START THE RECORDS

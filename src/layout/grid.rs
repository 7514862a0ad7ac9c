use crate::foundation::core::{Point, Rgba8};
use crate::foundation::error::{ConfigWarning, GridError, GridResult};
use crate::source::model::Source;

/// Maximum grid column count; larger requests are clamped before layout.
pub const MAX_COLUMNS: u32 = 30;

/// Output pixel count above which a resolution advisory is raised.
const RESOLUTION_WARN_PIXELS: u64 = 1920 * 1080 * 2;

/// Pixels-times-frames product above which a workload advisory is raised.
const WORKLOAD_WARN_PIXELS: u64 = 240_000_000;

/// Immutable per-render configuration.
#[derive(Clone, Copy, Debug, PartialEq, Eq, serde::Serialize, serde::Deserialize)]
pub struct LayoutSettings {
    /// Grid column count, `1..=MAX_COLUMNS` after sanitizing.
    pub columns: u32,
    /// Inter-cell gap in unscaled pixels.
    pub gap: u32,
    /// Background color for opaque output.
    pub bg_color: Rgba8,
    /// Request transparent output instead of a background fill.
    pub transparent_bg: bool,
    /// Fit the grid into a fixed canvas instead of deriving the canvas from
    /// content.
    pub fixed_size: bool,
    /// Fixed canvas width; only read when `fixed_size` is set.
    pub canvas_width: u32,
    /// Fixed canvas height; only read when `fixed_size` is set.
    pub canvas_height: u32,
    /// Output frame rate in frames per second.
    pub fps: u32,
}

impl Default for LayoutSettings {
    fn default() -> Self {
        Self {
            columns: 5,
            gap: 0,
            bg_color: Rgba8::WHITE,
            transparent_bg: false,
            fixed_size: false,
            canvas_width: 1920,
            canvas_height: 1080,
            fps: 15,
        }
    }
}

impl LayoutSettings {
    /// Clamp every field into its supported range, collecting advisories for
    /// values that had to change meaningfully.
    ///
    /// Only the column clamp is surfaced as a warning; the remaining ranges
    /// guard against nonsense input (zero-size canvas, runaway fps) and are
    /// adjusted silently.
    pub fn sanitize(&self) -> (Self, Vec<ConfigWarning>) {
        let mut warnings = Vec::new();
        if self.columns > MAX_COLUMNS {
            let warning = ConfigWarning::ColumnsClamped {
                requested: self.columns,
                max: MAX_COLUMNS,
            };
            tracing::warn!(requested = self.columns, max = MAX_COLUMNS, "columns clamped");
            warnings.push(warning);
        }

        let clamped = Self {
            columns: self.columns.clamp(1, MAX_COLUMNS),
            gap: self.gap.min(100),
            canvas_width: self.canvas_width.clamp(64, 4096),
            canvas_height: self.canvas_height.clamp(64, 4096),
            fps: self.fps.clamp(5, 30),
            ..*self
        };
        (clamped, warnings)
    }
}

/// Grid geometry derived from the current source set and settings.
///
/// Recomputed on every settings or source-set change; never cached across a
/// mutation. The draw scale is uniform for every item in a render; layout
/// never stretches one source independently.
#[derive(Clone, Copy, Debug, PartialEq)]
pub struct LayoutMetrics {
    /// Cell width: max native width across all sources.
    pub cell_width: u32,
    /// Cell height: max native height across all sources.
    pub cell_height: u32,
    /// Row count, `ceil(count / columns)`.
    pub rows: u32,
    /// Unscaled grid content width.
    pub content_width: u32,
    /// Unscaled grid content height.
    pub content_height: u32,
    /// Output canvas width (settings-driven or content-driven).
    pub width: u32,
    /// Output canvas height (settings-driven or content-driven).
    pub height: u32,
    /// Uniform draw scale in `(0, 1]`; never upscales.
    pub draw_scale: f64,
    /// Content width after scaling.
    pub scaled_content_width: f64,
    /// Content height after scaling.
    pub scaled_content_height: f64,
    /// Centering origin, x axis.
    pub origin_x: f64,
    /// Centering origin, y axis.
    pub origin_y: f64,
}

/// Pure layout function: `(sources, settings) -> LayoutMetrics`.
///
/// Every cell is sized to the single largest source so nothing is cropped.
/// With `fixed_size` off, the canvas is exactly the content size at scale 1;
/// with it on, the grid is uniformly scaled down (never up) to fit and
/// centered. Column counts above [`MAX_COLUMNS`] are clamped here, before any
/// geometry is computed.
pub fn compute_layout(sources: &[Source], settings: &LayoutSettings) -> GridResult<LayoutMetrics> {
    if sources.is_empty() {
        return Err(GridError::validation("layout requires at least one source"));
    }
    if settings.columns == 0 {
        return Err(GridError::validation("column count must be >= 1"));
    }
    let columns = settings.columns.min(MAX_COLUMNS);

    let cell_width = sources.iter().map(Source::width).max().unwrap_or(0);
    let cell_height = sources.iter().map(Source::height).max().unwrap_or(0);
    if cell_width == 0 || cell_height == 0 {
        return Err(GridError::validation("sources must have non-zero size"));
    }

    let count = sources.len() as u32;
    let rows = count.div_ceil(columns);
    let content_width = columns * cell_width + (columns - 1) * settings.gap;
    let content_height = rows * cell_height + (rows - 1) * settings.gap;

    let (width, height, draw_scale) = if settings.fixed_size {
        let width = settings.canvas_width;
        let height = settings.canvas_height;
        let scale = (f64::from(width) / f64::from(content_width))
            .min(f64::from(height) / f64::from(content_height))
            .min(1.0);
        (width, height, scale)
    } else {
        (content_width, content_height, 1.0)
    };

    let scaled_content_width = f64::from(content_width) * draw_scale;
    let scaled_content_height = f64::from(content_height) * draw_scale;
    let origin_x = ((f64::from(width) - scaled_content_width) / 2.0).floor();
    let origin_y = ((f64::from(height) - scaled_content_height) / 2.0).floor();

    Ok(LayoutMetrics {
        cell_width,
        cell_height,
        rows,
        content_width,
        content_height,
        width,
        height,
        draw_scale,
        scaled_content_width,
        scaled_content_height,
        origin_x,
        origin_y,
    })
}

/// Base draw position of grid item `index`, before the per-source user
/// offset.
///
/// The user offset is added after scaling, by the caller, so manual
/// repositioning moves in output-canvas pixels regardless of draw scale.
pub fn item_base_position(
    index: usize,
    settings: &LayoutSettings,
    metrics: &LayoutMetrics,
) -> Point {
    let columns = settings.columns.min(MAX_COLUMNS) as usize;
    let col = (index % columns) as f64;
    let row = (index / columns) as f64;

    let scaled_cell_width = f64::from(metrics.cell_width) * metrics.draw_scale;
    let scaled_cell_height = f64::from(metrics.cell_height) * metrics.draw_scale;
    let scaled_gap = f64::from(settings.gap) * metrics.draw_scale;

    Point::new(
        metrics.origin_x + col * (scaled_cell_width + scaled_gap),
        metrics.origin_y + row * (scaled_cell_height + scaled_gap),
    )
}

/// Advisories for large output resolutions or heavy export workloads.
///
/// `frame_count` is the planned number of output frames when known (export),
/// or `None` for a preview-only check.
pub fn resolution_warnings(
    metrics: &LayoutMetrics,
    frame_count: Option<u64>,
) -> Vec<ConfigWarning> {
    let mut warnings = Vec::new();
    let pixels = u64::from(metrics.width) * u64::from(metrics.height);

    if pixels > RESOLUTION_WARN_PIXELS {
        tracing::warn!(
            width = metrics.width,
            height = metrics.height,
            pixels,
            "high output resolution"
        );
        warnings.push(ConfigWarning::HighResolution {
            width: metrics.width,
            height: metrics.height,
        });
    }

    if let Some(frames) = frame_count {
        let workload = pixels.saturating_mul(frames);
        if workload > WORKLOAD_WARN_PIXELS {
            tracing::warn!(pixels, frames, workload, "heavy export workload");
            warnings.push(ConfigWarning::HeavyWorkload { pixels, frames });
        }
    }

    warnings
}

#[cfg(test)]
#[path = "../../tests/unit/layout/grid.rs"]
mod tests;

END THE RECORDS

**WHAT YOU HAVE TO DO**
Reproduce each line of the material that mentions "above".

**RESPONSE AREA**
/// Output pixel count above which a resolution advisory is raised.
/// Pixels-times-frames product above which a workload advisory is raised.
/// centered. Column counts above [`MAX_COLUMNS`] are clamped here, before any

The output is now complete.